PMID: 23707074              (This report is OPEN ACCESS if you would like to read it)

In this study, the researchers investigated the effect of removing the GBA1 gene completely from mice. In addition to lysosomal issues, the investigators found that “mitochondria were dysfunctional and fragmented“, with reduced electron chain complex activities and energy production.

They concluded, however, that this mitochondrial outcome was probably associated with reduced waste disposal activity.

Other research groups have also reported mitocondrial issues in the absence of proper GCase activity (Click here to read a good review on this topic – see section 1.5 in particular).

OK. So what does it all mean?

Before we sum up, there is one other detail I wanted to raise regarding this topic.

And what is that?

There are several agents that are currently being clinically tested for their ability to elevate GCase levels. One of those is the cough medicine ambroxol (Click here to read a previous SOPD post about ambroxol).

Source: Skinflint

Full disclosure: The author of this blog is an employee of Cure Parkinson’s, which is an international funder of research focused on slowing/stopping/reversing Parkinson’s, and the charity has been supporting the clinical repurposing of ambroxol for PD (Click here to read more about this).

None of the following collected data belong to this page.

//! Configuration (spec §6): the small set of options the core recognizes,
//! loaded from and saved to a JSON file under the platform config directory.
//!
//! Grounded in the teacher's `config.rs` (`RainConfig::load`/`save`,
//! `config_path`, JSON-on-disk via `serde_json` + `dirs`) with the
//! font/theme fields dropped — they belong to the GUI shell this crate does
//! not implement — and replaced with spec §6's exact option set.

use serde::{Deserialize, Serialize};
use std::path::PathBuf;

use crate::terminal::{Color, Palette};

#[derive(Debug, Clone, PartialEq, Serialize, Deserialize)]
pub struct TerminalConfig {
    /// Command line used to spawn the child process. Empty means "use the
    /// platform default shell" (spec §6); resolved at PTY start time so a
    /// loaded config that predates a `$SHELL` change still picks up the
    /// current one.
    #[serde(default)]
    pub child_command: String,
    #[serde(default = "default_scrollback_cap")]
    pub scrollback_cap: usize,
    #[serde(default = "default_tab_width")]
    pub tab_width: usize,
    #[serde(default)]
    pub default_fg: Color,
    #[serde(default)]
    pub default_bg: Color,
    #[serde(default = "default_rows")]
    pub initial_rows: usize,
    #[serde(default = "default_cols")]
    pub initial_cols: usize,
    /// The 16 base/bright SGR colors, passed to the terminal at construction
    /// rather than hardcoded (spec §9 Design Note 6).
    #[serde(default)]
    pub palette: Palette,
}

fn default_scrollback_cap() -> usize {
    1_000_000
}

fn default_tab_width() -> usize {
    8
}

fn default_rows() -> usize {
    24
}

fn default_cols() -> usize {
    80
}

impl Default for TerminalConfig {
    fn default() -> Self {
        TerminalConfig {
            child_command: String::new(),
            scrollback_cap: default_scrollback_cap(),
            tab_width: default_tab_width(),
            default_fg: Color::None,
            default_bg: Color::None,
            initial_rows: default_rows(),
            initial_cols: default_cols(),
            palette: Palette::default(),
        }
    }
}

impl TerminalConfig {
    /// Loads config from the standard config path, falling back to defaults
    /// on any I/O or parse error (matching the teacher's `RainConfig::load`:
    /// a bad config file is logged and ignored, never fatal to startup).
    pub fn load() -> Self {
        let path = config_path();
        if path.exists() {
            match std::fs::read_to_string(&path) {
                Ok(content) => match serde_json::from_str(&content) {
                    Ok(config) => return config,
                    Err(e) => tracing::warn!("failed to parse config: {e}"),
                },
                Err(e) => tracing::warn!("failed to read config: {e}"),
            }
        }
        Self::default()
    }

    /// Saves config to the standard config path, creating parent
    /// directories as needed.
    pub fn save(&self) -> Result<(), Box<dyn std::error::Error>> {
        let path = config_path();
        if let Some(parent) = path.parent() {
            std::fs::create_dir_all(parent)?;
        }
        let content = serde_json::to_string_pretty(self)?;
        std::fs::write(path, content)?;
        Ok(())
    }

    /// Resolves `child_command`, falling back to `$SHELL` and then `/bin/sh`
    /// (spec §6: "default: platform default shell").
    pub fn resolved_child_command(&self) -> String {
        if !self.child_command.is_empty() {
            return self.child_command.clone();
        }
        std::env::var("SHELL").unwrap_or_else(|_| "/bin/sh".to_string())
    }
}

fn config_path() -> PathBuf {
    dirs::config_dir().unwrap_or_else(|| PathBuf::from("~/.config")).join("termcore").join("config.json")
}

#[cfg(test)]
mod tests {
    use super::*;

    #[test]
    fn defaults_match_spec() {
        let config = TerminalConfig::default();
        assert_eq!(config.scrollback_cap, 1_000_000);
        assert_eq!(config.tab_width, 8);
        assert_eq!(config.default_fg, Color::None);
        assert_eq!(config.default_bg, Color::None);
    }

    #[test]
    fn resolved_child_command_falls_back_to_shell_env() {
        let config = TerminalConfig { child_command: String::new(), ..TerminalConfig::default() };
        // Doesn't assert a specific value since $SHELL is environment-dependent,
        // just that resolution never panics and returns something non-empty.
        assert!(!config.resolved_child_command().is_empty());
    }

    #[test]
    fn explicit_child_command_is_used_verbatim() {
        let config = TerminalConfig { child_command: "/bin/bash".to_string(), ..TerminalConfig::default() };
        assert_eq!(config.resolved_child_command(), "/bin/bash");
    }

    #[test]
    fn custom_palette_round_trips_through_json() {
        let mut config = TerminalConfig::default();
        config.palette.base[1] = crate::terminal::Color::rgb(1, 2, 3);
        let json = serde_json::to_string(&config).unwrap();
        let restored: TerminalConfig = serde_json::from_str(&json).unwrap();
        assert_eq!(restored.palette.base[1], crate::terminal::Color::rgb(1, 2, 3));
    }
}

Understood. So why are you mentioning ambroxol here?

While it might be occurring via GCase independent-mechanisms, it is interesting to note that there have been reports that ambroxol improves mitochondrial function.

Reports such as this one here:

Title: Effects of ambroxol on the autophagy-lysosome pathway and mitochondria in primary cortical neurons.
Authors: Magalhaes J, Gegg ME, Migdalska-Richards A, Schapira AH.
Journal: Sci Rep. 2018 Jan 23;8(1):1385.
PMID: 29362387                  (This report is OPEN ACCESS if you would like to read it)

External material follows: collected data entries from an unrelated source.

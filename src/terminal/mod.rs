//! Terminal core: C2 (styled line buffer), C4 (screen model), and C5
//! (escape/ANSI state machine).

pub mod color;
pub mod grid;
pub mod line;
mod parser;
pub mod screen;

pub use color::{Color, Palette};
pub use grid::Grid;
pub use line::{Fragment, Row};
pub use screen::{Attrs, EraseMode, Screen, TerminalState};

In this study, the researchers used mouse neurons grown in cell culture to assess the effect of ambroxol on various aspects of cellular biology. They found that levels of mitochondria content increased with ambroxol treatment, and this was associated with elevated levels of peroxisome proliferator-activated receptor gamma coactivator 1-alpha (PGC1-α).

Other research reports have indicated improvements in mitochondrial function following ambroxol treatment (Click here to read another example).

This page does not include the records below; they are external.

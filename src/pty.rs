//! PTY bridge (C3): spawns a child process under a pseudo-console, pumps its
//! output to a callback on a dedicated thread, and exposes write/resize/close.
//!
//! Grounded in the teacher's `pty/mod.rs` (`PtyManager::spawn_session`,
//! shell detection and environment setup) and `pty/reader.rs`'s read-loop
//! (EOF/broken-pipe/transient-error handling), itself a cross-platform
//! substitute — via the `portable-pty` crate the teacher already depends on
//! — for `examples/original_source/core/PseudoConsole.cpp`'s raw
//! `CreatePseudoConsole`/overlapped-I/O plumbing, which does not translate
//! literally (spec §9, Design Note 1: "implementation-hiding idioms ->
//! trait/interface for the PTY, plus a platform module"). The original's
//! `PTY_BUFFER_SIZE = 16384` read-chunk size is kept as [`READ_BUFFER_SIZE`].

use std::fmt;
use std::io::{Read, Write};
use std::sync::atomic::{AtomicBool, Ordering};
use std::sync::Arc;

use portable_pty::{native_pty_system, CommandBuilder, PtySize};

use crate::config::TerminalConfig;

/// `examples/original_source/core/PseudoConsole.h`'s `PTY_BUFFER_SIZE`.
pub const READ_BUFFER_SIZE: usize = 16384;

#[derive(Debug)]
pub enum PtyError {
    /// Child spawn or pipe creation failed (spec §7: fatal for the terminal
    /// instance, reported to the caller of `start`).
    StartFailed(String),
    /// A `send` could not complete (spec §7: non-fatal to terminal state).
    WriteFailed(String),
}

impl fmt::Display for PtyError {
    fn fmt(&self, f: &mut fmt::Formatter<'_>) -> fmt::Result {
        match self {
            PtyError::StartFailed(msg) => write!(f, "pty start failed: {msg}"),
            PtyError::WriteFailed(msg) => write!(f, "pty write failed: {msg}"),
        }
    }
}

impl std::error::Error for PtyError {}

/// The write/resize/close side of a spawned PTY. Read access is handled
/// separately by the read-pump thread started in [`PtyBridge::start`] so the
/// hot read path never contends with writer/resize locks, matching the
/// teacher's split between `pty::mod::SpawnResult` (owns the reader
/// exclusively) and `pty::session::Session` (owns writer/master/child).
pub trait PtyControl: Send + Sync {
    fn write_all(&self, data: &[u8]) -> std::io::Result<()>;
    fn resize(&self, rows: u16, cols: u16) -> std::io::Result<()>;
    /// `Some(code)` once the child has exited.
    fn try_wait_exit_code(&self) -> Option<i32>;
    fn kill(&self);
}

/// A platform/backend's ability to spawn a child under a pseudo-console,
/// per Design Note 1 ("a platform module selected at build time"), with the
/// reader/control split described above.
pub trait PtySpawn {
    fn spawn(&self, config: &TerminalConfig, rows: u16, cols: u16) -> Result<(Box<dyn Read + Send>, Arc<dyn PtyControl>), PtyError>;
}

/// The default, `portable-pty`-backed spawner.
pub struct PortablePtySpawn;

struct PortableControl {
    master: parking_lot::Mutex<Box<dyn portable_pty::MasterPty + Send>>,
    writer: parking_lot::Mutex<Box<dyn Write + Send>>,
    child: parking_lot::Mutex<Box<dyn portable_pty::Child + Send + Sync>>,
}

impl PtyControl for PortableControl {
    fn write_all(&self, data: &[u8]) -> std::io::Result<()> {
        let mut w = self.writer.lock();
        w.write_all(data)?;
        w.flush()
    }

    fn resize(&self, rows: u16, cols: u16) -> std::io::Result<()> {
        self.master
            .lock()
            .resize(PtySize { rows, cols, pixel_width: 0, pixel_height: 0 })
            .map_err(|e| std::io::Error::new(std::io::ErrorKind::Other, e))
    }

    fn try_wait_exit_code(&self) -> Option<i32> {
        match self.child.lock().try_wait() {
            Ok(Some(status)) => Some(status.exit_code() as i32),
            _ => None,
        }
    }

    fn kill(&self) {
        let _ = self.child.lock().kill();
    }
}

impl PtySpawn for PortablePtySpawn {
    fn spawn(&self, config: &TerminalConfig, rows: u16, cols: u16) -> Result<(Box<dyn Read + Send>, Arc<dyn PtyControl>), PtyError> {
        let pty_system = native_pty_system();
        let pair = pty_system
            .openpty(PtySize { rows, cols, pixel_width: 0, pixel_height: 0 })
            .map_err(|e| PtyError::StartFailed(e.to_string()))?;

        let mut cmd = CommandBuilder::new(config.resolved_child_command());
        cmd.env("TERM", "xterm-256color");

        let child = pair.slave.spawn_command(cmd).map_err(|e| PtyError::StartFailed(e.to_string()))?;
        drop(pair.slave);

        let reader = pair.master.try_clone_reader().map_err(|e| PtyError::StartFailed(e.to_string()))?;
        let writer = pair.master.take_writer().map_err(|e| PtyError::StartFailed(e.to_string()))?;

        let control = PortableControl {
            master: parking_lot::Mutex::new(pair.master),
            writer: parking_lot::Mutex::new(writer),
            child: parking_lot::Mutex::new(child),
        };
        Ok((reader, Arc::new(control)))
    }
}

/// The running pump thread plus the write/resize/close handle for one PTY
/// session. This is C3's public surface (spec §4.3).
pub struct PtyBridge {
    control: Arc<dyn PtyControl>,
    running: Arc<AtomicBool>,
    pump: Option<std::thread::JoinHandle<()>>,
}

impl PtyBridge {
    /// Spawns `config.child_command` under a pseudo-console of `{rows,
    /// cols}` and begins streaming output. Each arriving chunk is delivered
    /// to `on_data` exactly once, in order, on the pump thread; `on_data`
    /// is responsible for its own synchronization (spec §4.3).
    pub fn start<S: PtySpawn>(spawner: &S, config: &TerminalConfig, rows: u16, cols: u16, mut on_data: impl FnMut(&[u8]) + Send + 'static) -> Result<Self, PtyError> {
        let (mut reader, control) = spawner.spawn(config, rows, cols)?;
        let running = Arc::new(AtomicBool::new(true));
        let pump_running = Arc::clone(&running);

        let pump = std::thread::Builder::new()
            .name("pty-read-pump".into())
            .spawn(move || {
                let mut buf = [0u8; READ_BUFFER_SIZE];
                while pump_running.load(Ordering::Acquire) {
                    match reader.read(&mut buf) {
                        Ok(0) => {
                            tracing::info!("PTY reader EOF");
                            pump_running.store(false, Ordering::Release);
                            break;
                        }
                        Ok(n) => on_data(&buf[..n]),
                        Err(e) if e.kind() == std::io::ErrorKind::Interrupted => continue,
                        Err(e) => {
                            tracing::warn!("PTY read error: {e}");
                            pump_running.store(false, Ordering::Release);
                            break;
                        }
                    }
                }
            })
            .expect("failed to spawn pty read pump thread");

        Ok(PtyBridge { control, running, pump: Some(pump) })
    }

    /// Writes `data` verbatim to the child's input. Blocking on the pipe is
    /// acceptable (writes are small), per spec §4.3.
    pub fn send(&self, data: &[u8]) -> Result<(), PtyError> {
        self.control.write_all(data).map_err(|e| PtyError::WriteFailed(e.to_string()))
    }

    /// Informs the pseudo-console of a new size. Idempotent when the size is
    /// unchanged is the caller's responsibility to avoid redundant calls;
    /// resizing to the same size is harmless here regardless.
    pub fn resize(&self, rows: u16, cols: u16) -> Result<(), PtyError> {
        self.control.resize(rows, cols).map_err(|e| PtyError::WriteFailed(e.to_string()))
    }

    pub fn exit_code(&self) -> Option<i32> {
        self.control.try_wait_exit_code()
    }

    pub fn is_running(&self) -> bool {
        self.running.load(Ordering::Acquire)
    }

    /// Terminates the child, stops the pump thread, and releases all
    /// handles. Safe to call at any time, including repeatedly (spec §4.3).
    pub fn close(&mut self) {
        self.running.store(false, Ordering::Release);
        self.control.kill();
        if let Some(handle) = self.pump.take() {
            let _ = handle.join();
        }
    }
}

impl Drop for PtyBridge {
    fn drop(&mut self) {
        self.close();
    }
}

/// An in-memory [`PtySpawn`] for tests, per Design Note 1 ("a trait for the
/// PTY so an in-memory fake can substitute in tests").
#[cfg(test)]
pub struct FakeControl {
    pub sent: std::sync::Mutex<Vec<u8>>,
}

#[cfg(test)]
impl PtyControl for FakeControl {
    fn write_all(&self, data: &[u8]) -> std::io::Result<()> {
        self.sent.lock().unwrap().extend_from_slice(data);
        Ok(())
    }
    fn resize(&self, _rows: u16, _cols: u16) -> std::io::Result<()> {
        Ok(())
    }
    fn try_wait_exit_code(&self) -> Option<i32> {
        None
    }
    fn kill(&self) {}
}

#[cfg(test)]
pub struct ChannelReader(pub std::sync::mpsc::Receiver<Vec<u8>>);

#[cfg(test)]
impl Read for ChannelReader {
    fn read(&mut self, buf: &mut [u8]) -> std::io::Result<usize> {
        match self.0.recv() {
            Ok(chunk) => {
                let n = chunk.len().min(buf.len());
                buf[..n].copy_from_slice(&chunk[..n]);
                Ok(n)
            }
            Err(_) => Ok(0),
        }
    }
}

/// Spawner that hands back a reader fed directly from a channel, ignoring
/// the requested child command entirely.
#[cfg(test)]
pub struct DirectFeedSpawn {
    pub rx: std::sync::Mutex<Option<std::sync::mpsc::Receiver<Vec<u8>>>>,
    pub control: Arc<dyn PtyControl>,
}

#[cfg(test)]
impl PtySpawn for DirectFeedSpawn {
    fn spawn(&self, _config: &TerminalConfig, _rows: u16, _cols: u16) -> Result<(Box<dyn Read + Send>, Arc<dyn PtyControl>), PtyError> {
        let rx = self.rx.lock().unwrap().take().expect("spawn called once");
        Ok((Box::new(ChannelReader(rx)), Arc::clone(&self.control)))
    }
}

#[cfg(test)]
mod tests {
    use super::*;
    use std::sync::mpsc::channel;
    use std::sync::Mutex;

    #[test]
    fn delivers_chunks_in_order_and_stops_on_eof() {
        let (tx, rx) = channel();
        let spawner = DirectFeedSpawn { rx: Mutex::new(Some(rx)), control: Arc::new(FakeControl { sent: Mutex::new(Vec::new()) }) };
        let received = Arc::new(Mutex::new(Vec::<Vec<u8>>::new()));
        let received_clone = Arc::clone(&received);

        let config = TerminalConfig::default();
        let bridge = PtyBridge::start(&spawner, &config, 24, 80, move |chunk: &[u8]| {
            received_clone.lock().unwrap().push(chunk.to_vec());
        })
        .unwrap();

        tx.send(b"hello".to_vec()).unwrap();
        tx.send(b" world".to_vec()).unwrap();
        drop(tx);

        // Give the pump thread a chance to drain; join happens in close().
        std::thread::sleep(std::time::Duration::from_millis(50));
        drop(bridge);

        let got = received.lock().unwrap();
        assert_eq!(got.len(), 2);
        assert_eq!(got[0], b"hello");
        assert_eq!(got[1], b" world");
    }
}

As I say, this effect of ambroxol could be independent of any GCase involvement, but it would be interesting to investigate if ambroxol (or any of the other GCase activators) is elevating levels of GCase in the mitochondria (and enhancing function there as a result).

So what does it all mean?

We started this post with the curious case of Adam Rainer, who changed from a dwarf into a giant during his lifetime. I now wonder if that particular story was such a good way to start this post. While our attention in this post has been focused on new research suggesting a novel function for the Parkinson’s-associated protein GCase, the data does not suggest a change for this protein that is as dramatic as the situation was for poor old Adam. Maybe I need to give more thought to my introductions.

We are regularly confronted in science with new perspectives or new functions for particular proteins. And I love the breaking of dogma (“GCase is just a lysosomal enzyme”). But challenging dogma is no easy feat. The current study will require independent replication and further investigation to determine if the results are physiologically relevant. Maybe GCase is just a lysosomal enzyme, and occasionally it finds itself in the mitochondria.

It would be very interesting from the stand point of Parkinson’s if this new function of GCase is ‘a thing’ (as my daughter likes to say). For a long time, dysfunction in the mitochondria has been ‘a thing’ associated with Parkinson’s and suspected to play a key role in the development and progression of the condition. By interacting with mitochondrial proteins, the PD-related protein GCase could be directly associating itself with the ground-zero of Parkinson’s. I look forward to following this research further, particularly if some of the GCase activator agents (like ambroxol) being developed for PD are found to increase transportation of GCase to the mitochondria and improve their function.